In the washing-up tent he had no idea how chilly it was outside. Maravan was scrubbing the stubborn remains of goulash from a food container. Apart from that he had nothing to do. Through the
side of the tent he could hear the voice of a football commentator. The Italy–Romania game was playing on the small television set. All the food stalls along the tourist strip were hoping for
an Italian victory. There were far more Italians than Romanians in town and they spent more money too.

Finally, in the fifty-fifth minute, salvation arrived in the form of a goal: 1–0. The triumphant screams startled Maravan; he peeped through the curtain which covered the entrance to the
stall. His boss was whooping loudest of all. He was skipping up and down with his arms thrust into the air, shouting ‘Italia! Italia!’

Maravan pretended he was delighted as well, and this was his downfall. At the very moment he beamed through the curtain, Romania equalized. His boss turned away from the television in disgust
and caught sight of Maravan’s grinning face. He said nothing, but as soon as the game was over and the flood of euphoric Italian fans they had been hoping for failed to materialize at any
point that evening, he paid Maravan and told him not to come back tomorrow.

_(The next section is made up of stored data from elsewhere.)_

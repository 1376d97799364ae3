use super::*;

#[test]
fn capture_progress_is_capped() {
    let mut p = ProgressReporter::new(0.9);
    assert_eq!(p.capture(1, 10), Some(0.1));
    assert_eq!(p.capture(9, 10), Some(0.9));
    assert_eq!(p.capture(10, 10), None);
    assert_eq!(p.last(), Some(0.9));
}

#[test]
fn finalize_fills_the_headroom() {
    let mut p = ProgressReporter::new(0.9);
    p.capture(10, 10);
    assert_eq!(p.finalize(0.0), None);
    let mid = p.finalize(0.5).unwrap();
    assert!((mid - 0.95).abs() < 1e-12);
    assert_eq!(p.finalize(1.0), Some(1.0));
    assert_eq!(p.finalize(1.0), None);
}

#[test]
fn values_never_decrease() {
    let mut p = ProgressReporter::new(0.99);
    let mut seen = Vec::new();
    for (done, total) in [(1, 4), (1, 4), (3, 4), (2, 4), (4, 4)] {
        seen.extend(p.capture(done, total));
    }
    seen.extend(p.finalize(f64::NAN));
    seen.extend(p.finalize(1.0));
    assert!(seen.windows(2).all(|w| w[0] < w[1]));
    assert_eq!(seen.last().copied(), Some(1.0));
}

#[test]
fn empty_exports_report_the_cap() {
    let mut p = ProgressReporter::new(0.99);
    assert_eq!(p.capture(0, 0), Some(0.99));
}
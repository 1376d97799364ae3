//! codemorph animates code between slides one character at a time.
//!
//! The pipeline is:
//!
//! - diff adjacent slides into kept/added/removed character entities ([`diff_tokens`])
//! - expand each pair into eased transition frames ([`generate_transition`])
//! - sequence holds and transitions into one timeline ([`play`])
//! - render, capture and encode that timeline into MP4, WebM or GIF ([`FrameCaptureExporter`])
#![forbid(unsafe_code)]
#![deny(missing_docs)]

mod foundation;

/// Easing curves and slide-to-slide transitions.
pub mod animation;
/// Character-level code diffing.
pub mod diff;
/// Video and GIF encoders.
pub mod encode;
/// Frame capture export.
pub mod export;
/// Syntax highlighting and color maps.
pub mod highlight;
/// Slides, settings and project files.
pub mod model;
/// Timeline sequencing.
pub mod playback;
/// Render capability and the CPU renderer.
pub mod render;

pub use crate::foundation::core::{Canvas, Cell, FrameIndex, GlyphMetrics, Point, Position};
pub use crate::foundation::error::{MorphError, MorphResult};

pub use crate::animation::ease::Ease;
pub use crate::animation::transition::{TransitionFrame, TransitionFrames, generate_transition};
pub use crate::diff::token::{
    ChangeGroup, DiffStats, EntityKind, TokenDiff, TokenEntity, diff_code, diff_tokens, tokenize,
};
pub use crate::encode::sink::{Blob, EncodeConfig, FrameEncoder, InMemoryEncoder};
pub use crate::export::exporter::{
    CancellationToken, ExportObserver, ExportOptions, ExportOutcome, ExportStats,
    FrameCaptureExporter,
};
pub use crate::export::strategy::{
    EncoderCapabilities, EncoderProvider, EncoderStrategy, SystemEncoders, select_strategy,
};
pub use crate::highlight::color_map::{ColorMap, color_map};
pub use crate::highlight::lexer::LexicalHighlighter;
pub use crate::highlight::{HighlightNode, Highlighter, PlainHighlighter};
pub use crate::model::project::Project;
pub use crate::model::slide::{
    AnimationSettings, AnimationSlide, EditorSettings, ExportFormat, Resolution, TransitionType,
};
pub use crate::playback::orchestrator::{
    AnimationFrame, FrameProgress, Playback, PlaybackOptions, calculate_total_duration, play,
    total_frame_count,
};
pub use crate::render::backend::{FrameRGBA, RenderRequest, RenderSurface};
pub use crate::render::cpu::CpuRenderer;
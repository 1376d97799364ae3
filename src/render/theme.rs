/// Background and per-class text colors (straight RGBA8).
#[derive(Clone, Debug, PartialEq, Eq)]
pub struct Theme {
    /// Canvas background.
    pub background: [u8; 4],
    /// Default text color.
    pub plain: [u8; 4],
    /// Slide title color.
    pub title: [u8; 4],
    keyword: [u8; 4],
    string: [u8; 4],
    escape: [u8; 4],
    number: [u8; 4],
    comment: [u8; 4],
    punctuation: [u8; 4],
    function: [u8; 4],
    ty: [u8; 4],
    property: [u8; 4],
}

impl Theme {
    /// GitHub-dark-like palette.
    pub fn dark() -> Self {
        Self {
            background: [13, 17, 23, 255],
            plain: [230, 237, 243, 255],
            title: [139, 148, 158, 255],
            keyword: [255, 123, 114, 255],
            string: [165, 214, 255, 255],
            escape: [121, 192, 255, 255],
            number: [121, 192, 255, 255],
            comment: [139, 148, 158, 255],
            punctuation: [201, 209, 217, 255],
            function: [210, 168, 255, 255],
            ty: [255, 166, 87, 255],
            property: [126, 231, 135, 255],
        }
    }

    /// Light palette.
    pub fn light() -> Self {
        Self {
            background: [255, 255, 255, 255],
            plain: [36, 41, 47, 255],
            title: [87, 96, 106, 255],
            keyword: [207, 34, 46, 255],
            string: [10, 48, 105, 255],
            escape: [5, 80, 174, 255],
            number: [5, 80, 174, 255],
            comment: [110, 119, 129, 255],
            punctuation: [36, 41, 47, 255],
            function: [130, 80, 223, 255],
            ty: [149, 56, 0, 255],
            property: [17, 99, 41, 255],
        }
    }

    /// Deep blue palette.
    pub fn midnight() -> Self {
        Self {
            background: [15, 23, 42, 255],
            plain: [226, 232, 240, 255],
            title: [148, 163, 184, 255],
            keyword: [244, 114, 182, 255],
            string: [134, 239, 172, 255],
            escape: [253, 224, 71, 255],
            number: [251, 146, 60, 255],
            comment: [100, 116, 139, 255],
            punctuation: [203, 213, 225, 255],
            function: [96, 165, 250, 255],
            ty: [45, 212, 191, 255],
            property: [196, 181, 253, 255],
        }
    }

    /// Look up a theme by name; unknown names fall back to [`Theme::dark`].
    pub fn named(name: &str) -> Self {
        match name.trim().to_ascii_lowercase().as_str() {
            "light" => Self::light(),
            "midnight" => Self::midnight(),
            "dark" => Self::dark(),
            other => {
                tracing::warn!(theme = other, "unknown background theme, using dark");
                Self::dark()
            }
        }
    }

    /// Color of a highlighter class.
    pub fn color_for(&self, class: &str) -> [u8; 4] {
        match class {
            "keyword" => self.keyword,
            "string" => self.string,
            "escape" => self.escape,
            "number" => self.number,
            "comment" => self.comment,
            "punctuation" => self.punctuation,
            "function" => self.function,
            "type" => self.ty,
            "property" => self.property,
            "title" => self.title,
            _ => self.plain,
        }
    }
}

impl Default for Theme {
    fn default() -> Self {
        Self::dark()
    }
}

#[cfg(test)]
#[path = "../../tests/unit/render/theme.rs"]
mod tests;
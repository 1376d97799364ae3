use super::*;
use crate::model::slide::{ExportFormat, Resolution};
use std::path::PathBuf;

const PROJECT: &str = r#"
{
  "slides": [
    { "id": "a", "code": "let a = 1;", "language": "rust", "duration": 1.5 },
    { "id": "b", "code": "let a = 2;", "title": "Bump", "language": "rust", "duration": 2 }
  ],
  "settings": { "fps": 24, "resolution": "720p", "export_format": "gif" },
  "editor": { "font_path": "fonts/mono.ttf", "font_size": 18 }
}
"#;

#[test]
fn parses_and_validates() {
    let p = Project::from_reader(PROJECT.as_bytes()).unwrap();
    p.validate().unwrap();
    assert_eq!(p.slides.len(), 2);
    assert_eq!(p.slides[1].title, "Bump");
    assert_eq!(p.slides[0].title, "");
    assert_eq!(p.settings.fps, 24);
    assert_eq!(p.settings.resolution, Resolution::Hd720);
    assert_eq!(p.settings.export_format, ExportFormat::Gif);
    assert_eq!(p.editor.font_size, 18.0);
    assert!(p.editor.show_background);
}

#[test]
fn duplicate_ids_are_rejected() {
    let json = r#"{ "slides": [
        { "id": "a", "code": "", "duration": 1 },
        { "id": "a", "code": "", "duration": 1 } ] }"#;
    let p = Project::from_reader(json.as_bytes()).unwrap();
    assert!(p.validate().is_err());
}

#[test]
fn malformed_json_is_a_validation_error() {
    let err = Project::from_reader("{ nope".as_bytes()).unwrap_err();
    assert!(matches!(err, MorphError::Validation(_)));
}

#[test]
fn relative_font_paths_resolve_against_base() {
    let mut p = Project::from_reader(PROJECT.as_bytes()).unwrap();
    p.resolve_paths(Path::new("/projects/demo"));
    assert_eq!(
        p.editor.font_path,
        Some(PathBuf::from("/projects/demo/fonts/mono.ttf"))
    );
}

#[test]
fn missing_file_reports_path() {
    let err = Project::from_path("does/not/exist.json").unwrap_err();
    assert!(err.to_string().contains("does/not/exist.json"));
}
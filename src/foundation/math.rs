pub(crate) fn mul_div255_u16(x: u16, y: u16) -> u16 {
    (((u32::from(x) * u32::from(y)) + 127) / 255) as u16
}

/// Hermite smoothstep of `t` between `edge0` and `edge1`.
pub(crate) fn smoothstep(edge0: f64, edge1: f64, t: f64) -> f64 {
    if edge1 <= edge0 {
        return if t < edge0 { 0.0 } else { 1.0 };
    }
    let x = ((t - edge0) / (edge1 - edge0)).clamp(0.0, 1.0);
    x * x * (3.0 - 2.0 * x)
}

/// Linear blend of two straight-alpha RGBA8 colors.
pub(crate) fn lerp_rgba8(a: [u8; 4], b: [u8; 4], t: f64) -> [u8; 4] {
    let t = t.clamp(0.0, 1.0);
    let mut out = [0u8; 4];
    for i in 0..4 {
        let v = f64::from(a[i]) + (f64::from(b[i]) - f64::from(a[i])) * t;
        out[i] = v.round().clamp(0.0, 255.0) as u8;
    }
    out
}

#[cfg(test)]
#[path = "../../tests/unit/foundation/math.rs"]
mod tests;
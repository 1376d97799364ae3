/// Monotonic export progress in `[0, 1]`.
///
/// Capture progress is `min(done / total, cap)`; finalize progress maps the encoder's own
/// `[0, 1]` onto `[cap, 1]`. Values that would not increase progress are dropped.
#[derive(Clone, Copy, Debug, PartialEq)]
pub struct ProgressReporter {
    cap: f64,
    last: Option<f64>,
}

impl ProgressReporter {
    /// Reporter whose capture phase stops at `cap`.
    pub fn new(cap: f64) -> Self {
        Self {
            cap: cap.clamp(0.0, 1.0),
            last: None,
        }
    }

    /// Capture-phase cap.
    pub fn cap(&self) -> f64 {
        self.cap
    }

    /// Last reported value.
    pub fn last(&self) -> Option<f64> {
        self.last
    }

    /// Progress after `done` of `total` frames were captured.
    pub fn capture(&mut self, done: u64, total: u64) -> Option<f64> {
        let fraction = if total == 0 {
            1.0
        } else {
            done as f64 / total as f64
        };
        self.advance(fraction.min(self.cap))
    }

    /// Progress for the encoder's internal finalize progress `internal` in `[0, 1]`.
    pub fn finalize(&mut self, internal: f64) -> Option<f64> {
        let internal = if internal.is_finite() {
            internal.clamp(0.0, 1.0)
        } else {
            0.0
        };
        if internal >= 1.0 {
            return self.advance(1.0);
        }
        self.advance(self.cap + (1.0 - self.cap) * internal)
    }

    fn advance(&mut self, value: f64) -> Option<f64> {
        if self.last.is_some_and(|last| value <= last) {
            return None;
        }
        self.last = Some(value);
        Some(value)
    }
}

#[cfg(test)]
#[path = "../../tests/unit/export/progress.rs"]
mod tests;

Contrary to his usual habit Maravan travelled home in the front carriage of the Number 12 tram. A fan had thrown up in the rear carriage, and Maravan could not stomach the
stench.

A few lone fans were still on the streets, making their way back to the city centre. The scarves in their teams’ colours were now acting as protection against the cold wind, and only the
occasional snippet of an anthem or chant could be heard from inside the tram.

Maravan had never felt such despair. Not even on the day when he gave his entire savings to a people smuggler. At least that had been a way out.

This time he could not see one. Or only a very humiliating one. If he had committed himself to the Liberation Tigers he would have got that job in the Ceylonese restaurant. The owner did not
care that he had been booted out of the Huwyler. He would have taken Maravan on as a kitchen help, with the prospect of promotion to chef. But when he reacted to the crunch question of where he
stood on the Liberation Tigers with a shrug of his shoulders, he knew in an instant he would not get the job. The LTTE was ubiquitous within the diaspora. Nobody who was reliant on the help of
their compatriots here could afford to distance themselves from the Tigers.

Maybe he should go back. He could not have less of a future than he did here.

July 2008
11

A summer’s day at the end of July; the temperature had risen above twenty-five degrees, although there was still a light northerly wind.

Barack Obama, the Democratic presidential candidate, spoke to 200,000 people in Berlin and promised them a change for the whole world. It needed a change: two days previously the second largest
mortgage bank in the United States had collapsed, and several others were getting into ever greater difficulties.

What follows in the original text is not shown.